PROBLEM DETAILS:
From the records, report how many lines hold the word "task", with the number as the sole reply.

EXERCISE INPUTS:
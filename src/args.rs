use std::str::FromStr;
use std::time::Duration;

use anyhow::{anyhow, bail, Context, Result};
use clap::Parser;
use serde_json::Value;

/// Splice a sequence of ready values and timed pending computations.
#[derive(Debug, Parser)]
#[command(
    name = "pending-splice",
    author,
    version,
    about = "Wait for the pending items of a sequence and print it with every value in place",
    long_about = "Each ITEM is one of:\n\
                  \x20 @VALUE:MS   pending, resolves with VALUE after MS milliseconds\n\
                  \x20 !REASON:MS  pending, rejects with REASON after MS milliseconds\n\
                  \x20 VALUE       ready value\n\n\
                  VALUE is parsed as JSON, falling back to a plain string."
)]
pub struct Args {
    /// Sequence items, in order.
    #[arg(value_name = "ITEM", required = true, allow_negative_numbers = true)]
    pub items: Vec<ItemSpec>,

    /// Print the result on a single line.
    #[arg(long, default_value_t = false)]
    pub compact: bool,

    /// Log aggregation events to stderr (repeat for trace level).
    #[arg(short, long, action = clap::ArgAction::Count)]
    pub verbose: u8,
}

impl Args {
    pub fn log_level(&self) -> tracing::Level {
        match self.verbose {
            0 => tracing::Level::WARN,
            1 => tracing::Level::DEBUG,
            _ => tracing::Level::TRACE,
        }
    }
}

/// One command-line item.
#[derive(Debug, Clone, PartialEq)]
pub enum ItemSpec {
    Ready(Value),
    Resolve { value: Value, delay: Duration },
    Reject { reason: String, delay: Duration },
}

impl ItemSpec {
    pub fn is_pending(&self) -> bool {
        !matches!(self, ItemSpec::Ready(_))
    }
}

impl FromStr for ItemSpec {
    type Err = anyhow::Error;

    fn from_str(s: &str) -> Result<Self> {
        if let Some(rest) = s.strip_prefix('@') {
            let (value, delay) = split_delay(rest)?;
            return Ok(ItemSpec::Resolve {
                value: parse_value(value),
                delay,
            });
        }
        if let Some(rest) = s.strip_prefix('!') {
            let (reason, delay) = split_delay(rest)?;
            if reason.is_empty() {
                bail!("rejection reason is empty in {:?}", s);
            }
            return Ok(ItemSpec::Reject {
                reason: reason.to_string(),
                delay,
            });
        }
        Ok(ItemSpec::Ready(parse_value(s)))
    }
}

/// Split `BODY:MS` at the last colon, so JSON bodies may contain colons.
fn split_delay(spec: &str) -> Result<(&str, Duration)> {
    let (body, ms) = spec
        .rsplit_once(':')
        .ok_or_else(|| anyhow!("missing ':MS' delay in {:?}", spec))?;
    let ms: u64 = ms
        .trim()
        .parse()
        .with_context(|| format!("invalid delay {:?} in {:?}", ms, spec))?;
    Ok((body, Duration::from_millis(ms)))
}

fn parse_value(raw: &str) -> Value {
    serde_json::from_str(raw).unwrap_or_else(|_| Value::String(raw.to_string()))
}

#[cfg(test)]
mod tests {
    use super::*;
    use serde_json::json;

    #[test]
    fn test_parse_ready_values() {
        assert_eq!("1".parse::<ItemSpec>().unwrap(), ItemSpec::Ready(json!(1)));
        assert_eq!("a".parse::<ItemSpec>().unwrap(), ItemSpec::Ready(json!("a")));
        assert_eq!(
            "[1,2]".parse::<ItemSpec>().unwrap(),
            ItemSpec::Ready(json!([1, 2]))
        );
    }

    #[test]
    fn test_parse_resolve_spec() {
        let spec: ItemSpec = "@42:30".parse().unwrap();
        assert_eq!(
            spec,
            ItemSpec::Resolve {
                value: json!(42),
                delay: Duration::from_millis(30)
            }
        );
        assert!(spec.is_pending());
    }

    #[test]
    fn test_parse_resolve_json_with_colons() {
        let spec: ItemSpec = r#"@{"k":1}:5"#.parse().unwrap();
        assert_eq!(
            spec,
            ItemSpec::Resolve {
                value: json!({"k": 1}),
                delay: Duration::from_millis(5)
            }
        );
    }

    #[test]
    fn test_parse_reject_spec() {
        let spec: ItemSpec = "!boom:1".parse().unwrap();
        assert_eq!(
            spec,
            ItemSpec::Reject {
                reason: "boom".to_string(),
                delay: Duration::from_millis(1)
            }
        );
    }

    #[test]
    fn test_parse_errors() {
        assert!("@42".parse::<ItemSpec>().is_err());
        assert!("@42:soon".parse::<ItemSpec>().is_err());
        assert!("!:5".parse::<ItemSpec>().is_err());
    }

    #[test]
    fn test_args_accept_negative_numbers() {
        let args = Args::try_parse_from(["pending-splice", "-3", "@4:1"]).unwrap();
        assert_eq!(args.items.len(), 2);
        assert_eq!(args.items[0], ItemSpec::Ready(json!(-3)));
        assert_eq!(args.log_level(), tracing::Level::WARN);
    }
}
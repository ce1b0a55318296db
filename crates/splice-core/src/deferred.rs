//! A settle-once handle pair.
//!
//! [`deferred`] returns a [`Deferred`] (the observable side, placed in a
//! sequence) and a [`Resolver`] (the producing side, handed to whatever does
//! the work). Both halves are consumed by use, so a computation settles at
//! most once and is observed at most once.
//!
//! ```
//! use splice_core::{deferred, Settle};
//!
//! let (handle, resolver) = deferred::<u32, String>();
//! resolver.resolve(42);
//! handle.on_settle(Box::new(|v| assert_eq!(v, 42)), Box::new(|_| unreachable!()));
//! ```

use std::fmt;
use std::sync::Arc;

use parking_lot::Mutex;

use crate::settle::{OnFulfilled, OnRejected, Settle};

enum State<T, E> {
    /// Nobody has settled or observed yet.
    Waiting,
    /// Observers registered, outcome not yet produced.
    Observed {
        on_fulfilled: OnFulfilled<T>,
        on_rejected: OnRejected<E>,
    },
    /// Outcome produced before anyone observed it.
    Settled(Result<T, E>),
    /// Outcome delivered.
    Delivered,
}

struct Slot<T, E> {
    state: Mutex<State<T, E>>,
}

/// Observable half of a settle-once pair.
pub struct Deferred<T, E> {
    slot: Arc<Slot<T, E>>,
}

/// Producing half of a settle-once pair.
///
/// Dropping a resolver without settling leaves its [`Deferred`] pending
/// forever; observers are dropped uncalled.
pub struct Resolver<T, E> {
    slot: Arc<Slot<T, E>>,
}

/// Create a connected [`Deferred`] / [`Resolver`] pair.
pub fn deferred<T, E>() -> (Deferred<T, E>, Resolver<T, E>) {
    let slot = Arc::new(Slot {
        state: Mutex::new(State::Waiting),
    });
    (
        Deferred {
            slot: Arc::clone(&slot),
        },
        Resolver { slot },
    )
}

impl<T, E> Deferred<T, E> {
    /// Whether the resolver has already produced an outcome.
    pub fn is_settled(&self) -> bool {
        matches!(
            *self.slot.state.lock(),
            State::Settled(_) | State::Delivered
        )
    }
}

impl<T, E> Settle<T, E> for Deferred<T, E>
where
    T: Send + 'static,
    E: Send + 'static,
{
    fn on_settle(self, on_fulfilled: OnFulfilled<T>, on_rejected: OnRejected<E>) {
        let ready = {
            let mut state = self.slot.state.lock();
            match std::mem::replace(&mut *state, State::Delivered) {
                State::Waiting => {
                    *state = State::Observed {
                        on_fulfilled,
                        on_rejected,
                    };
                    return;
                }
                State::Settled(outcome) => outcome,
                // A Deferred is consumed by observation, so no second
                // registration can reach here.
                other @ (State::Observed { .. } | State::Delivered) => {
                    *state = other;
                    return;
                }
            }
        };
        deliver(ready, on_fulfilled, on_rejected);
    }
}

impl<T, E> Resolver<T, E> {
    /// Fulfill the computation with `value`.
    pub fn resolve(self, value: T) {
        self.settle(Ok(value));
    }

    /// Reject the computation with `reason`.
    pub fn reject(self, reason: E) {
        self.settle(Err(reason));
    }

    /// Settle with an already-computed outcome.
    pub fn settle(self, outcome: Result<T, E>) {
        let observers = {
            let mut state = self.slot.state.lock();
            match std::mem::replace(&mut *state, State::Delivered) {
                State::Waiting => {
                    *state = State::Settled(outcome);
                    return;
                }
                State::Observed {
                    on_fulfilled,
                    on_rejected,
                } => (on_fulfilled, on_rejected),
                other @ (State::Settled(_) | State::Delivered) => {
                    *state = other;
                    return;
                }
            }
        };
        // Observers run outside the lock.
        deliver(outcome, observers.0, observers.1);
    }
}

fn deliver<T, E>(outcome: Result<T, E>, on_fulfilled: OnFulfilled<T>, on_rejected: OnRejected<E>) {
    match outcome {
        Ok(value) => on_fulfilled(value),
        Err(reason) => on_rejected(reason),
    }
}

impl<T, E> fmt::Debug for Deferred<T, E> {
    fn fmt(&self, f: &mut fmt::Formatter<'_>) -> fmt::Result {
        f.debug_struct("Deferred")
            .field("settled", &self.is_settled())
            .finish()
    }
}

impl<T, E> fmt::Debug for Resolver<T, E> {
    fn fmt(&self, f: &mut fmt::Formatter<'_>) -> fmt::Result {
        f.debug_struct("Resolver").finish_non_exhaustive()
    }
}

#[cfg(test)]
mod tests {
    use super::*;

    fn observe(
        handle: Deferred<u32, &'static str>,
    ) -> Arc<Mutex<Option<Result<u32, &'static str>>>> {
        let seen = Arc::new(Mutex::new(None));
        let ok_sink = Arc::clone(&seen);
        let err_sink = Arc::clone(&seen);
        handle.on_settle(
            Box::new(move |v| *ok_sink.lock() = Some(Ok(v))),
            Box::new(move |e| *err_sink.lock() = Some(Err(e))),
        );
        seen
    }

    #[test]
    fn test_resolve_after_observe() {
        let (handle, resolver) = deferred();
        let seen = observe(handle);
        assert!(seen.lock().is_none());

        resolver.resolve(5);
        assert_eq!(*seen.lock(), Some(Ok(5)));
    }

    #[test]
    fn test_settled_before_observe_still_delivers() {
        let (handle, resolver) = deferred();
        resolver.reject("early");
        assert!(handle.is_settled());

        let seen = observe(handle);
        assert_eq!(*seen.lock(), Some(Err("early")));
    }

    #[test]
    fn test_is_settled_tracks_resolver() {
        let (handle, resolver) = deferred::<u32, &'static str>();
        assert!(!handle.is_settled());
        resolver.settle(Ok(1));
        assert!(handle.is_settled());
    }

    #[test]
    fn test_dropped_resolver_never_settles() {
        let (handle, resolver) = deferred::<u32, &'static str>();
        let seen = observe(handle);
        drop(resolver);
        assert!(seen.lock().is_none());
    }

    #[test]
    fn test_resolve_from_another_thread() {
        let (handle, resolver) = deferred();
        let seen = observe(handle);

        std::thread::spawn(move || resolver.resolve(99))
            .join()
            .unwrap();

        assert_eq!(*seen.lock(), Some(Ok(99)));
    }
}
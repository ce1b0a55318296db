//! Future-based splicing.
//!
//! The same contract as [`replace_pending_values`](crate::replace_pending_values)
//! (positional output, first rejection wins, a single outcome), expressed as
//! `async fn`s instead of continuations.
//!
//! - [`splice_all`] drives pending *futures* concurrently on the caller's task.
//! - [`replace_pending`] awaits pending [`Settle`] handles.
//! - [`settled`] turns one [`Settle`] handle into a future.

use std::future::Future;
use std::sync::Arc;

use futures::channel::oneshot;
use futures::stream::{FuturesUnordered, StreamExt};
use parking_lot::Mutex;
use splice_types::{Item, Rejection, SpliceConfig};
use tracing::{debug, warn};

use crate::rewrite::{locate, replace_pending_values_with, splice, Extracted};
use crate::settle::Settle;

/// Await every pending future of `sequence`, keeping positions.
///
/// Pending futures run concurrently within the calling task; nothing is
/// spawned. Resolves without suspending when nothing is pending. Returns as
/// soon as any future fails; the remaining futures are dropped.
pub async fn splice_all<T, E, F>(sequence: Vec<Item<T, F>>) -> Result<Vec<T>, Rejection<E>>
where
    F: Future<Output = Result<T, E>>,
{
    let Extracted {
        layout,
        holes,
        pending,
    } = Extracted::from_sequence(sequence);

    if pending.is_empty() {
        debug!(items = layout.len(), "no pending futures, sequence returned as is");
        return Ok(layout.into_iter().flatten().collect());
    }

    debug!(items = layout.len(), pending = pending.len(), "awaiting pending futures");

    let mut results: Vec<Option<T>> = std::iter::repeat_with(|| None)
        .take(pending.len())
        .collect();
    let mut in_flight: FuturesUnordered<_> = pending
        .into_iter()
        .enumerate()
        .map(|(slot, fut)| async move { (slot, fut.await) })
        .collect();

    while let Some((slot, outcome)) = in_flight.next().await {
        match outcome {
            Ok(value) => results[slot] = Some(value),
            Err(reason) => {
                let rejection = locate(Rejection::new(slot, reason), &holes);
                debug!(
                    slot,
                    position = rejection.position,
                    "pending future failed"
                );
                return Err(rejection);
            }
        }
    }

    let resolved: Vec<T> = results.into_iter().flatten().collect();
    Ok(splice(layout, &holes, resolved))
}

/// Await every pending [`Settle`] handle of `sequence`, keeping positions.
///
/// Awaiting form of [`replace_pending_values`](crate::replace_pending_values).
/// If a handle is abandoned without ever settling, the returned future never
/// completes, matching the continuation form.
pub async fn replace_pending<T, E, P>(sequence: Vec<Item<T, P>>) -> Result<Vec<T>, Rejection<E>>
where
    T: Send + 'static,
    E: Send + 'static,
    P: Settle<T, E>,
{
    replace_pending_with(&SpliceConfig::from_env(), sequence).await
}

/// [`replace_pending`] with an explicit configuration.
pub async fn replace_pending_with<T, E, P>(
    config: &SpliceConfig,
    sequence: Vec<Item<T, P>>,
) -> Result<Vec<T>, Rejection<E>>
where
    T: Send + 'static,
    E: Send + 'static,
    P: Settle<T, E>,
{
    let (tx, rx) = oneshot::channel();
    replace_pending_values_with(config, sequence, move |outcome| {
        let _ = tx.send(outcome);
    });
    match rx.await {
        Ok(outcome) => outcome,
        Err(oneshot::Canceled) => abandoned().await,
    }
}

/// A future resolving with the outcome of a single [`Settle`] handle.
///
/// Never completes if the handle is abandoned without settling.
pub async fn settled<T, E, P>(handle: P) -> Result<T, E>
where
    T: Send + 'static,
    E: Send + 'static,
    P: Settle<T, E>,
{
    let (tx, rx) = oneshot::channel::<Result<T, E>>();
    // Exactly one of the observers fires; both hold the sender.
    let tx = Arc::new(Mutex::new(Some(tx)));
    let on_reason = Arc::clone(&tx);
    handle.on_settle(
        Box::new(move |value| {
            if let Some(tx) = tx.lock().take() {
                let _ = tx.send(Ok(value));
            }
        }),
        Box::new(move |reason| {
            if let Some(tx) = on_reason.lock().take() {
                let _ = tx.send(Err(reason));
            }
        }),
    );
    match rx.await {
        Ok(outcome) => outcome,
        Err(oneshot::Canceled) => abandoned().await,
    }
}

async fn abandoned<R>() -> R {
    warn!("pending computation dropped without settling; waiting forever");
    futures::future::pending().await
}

OUTPUT FOR THIS EXERCISE:
2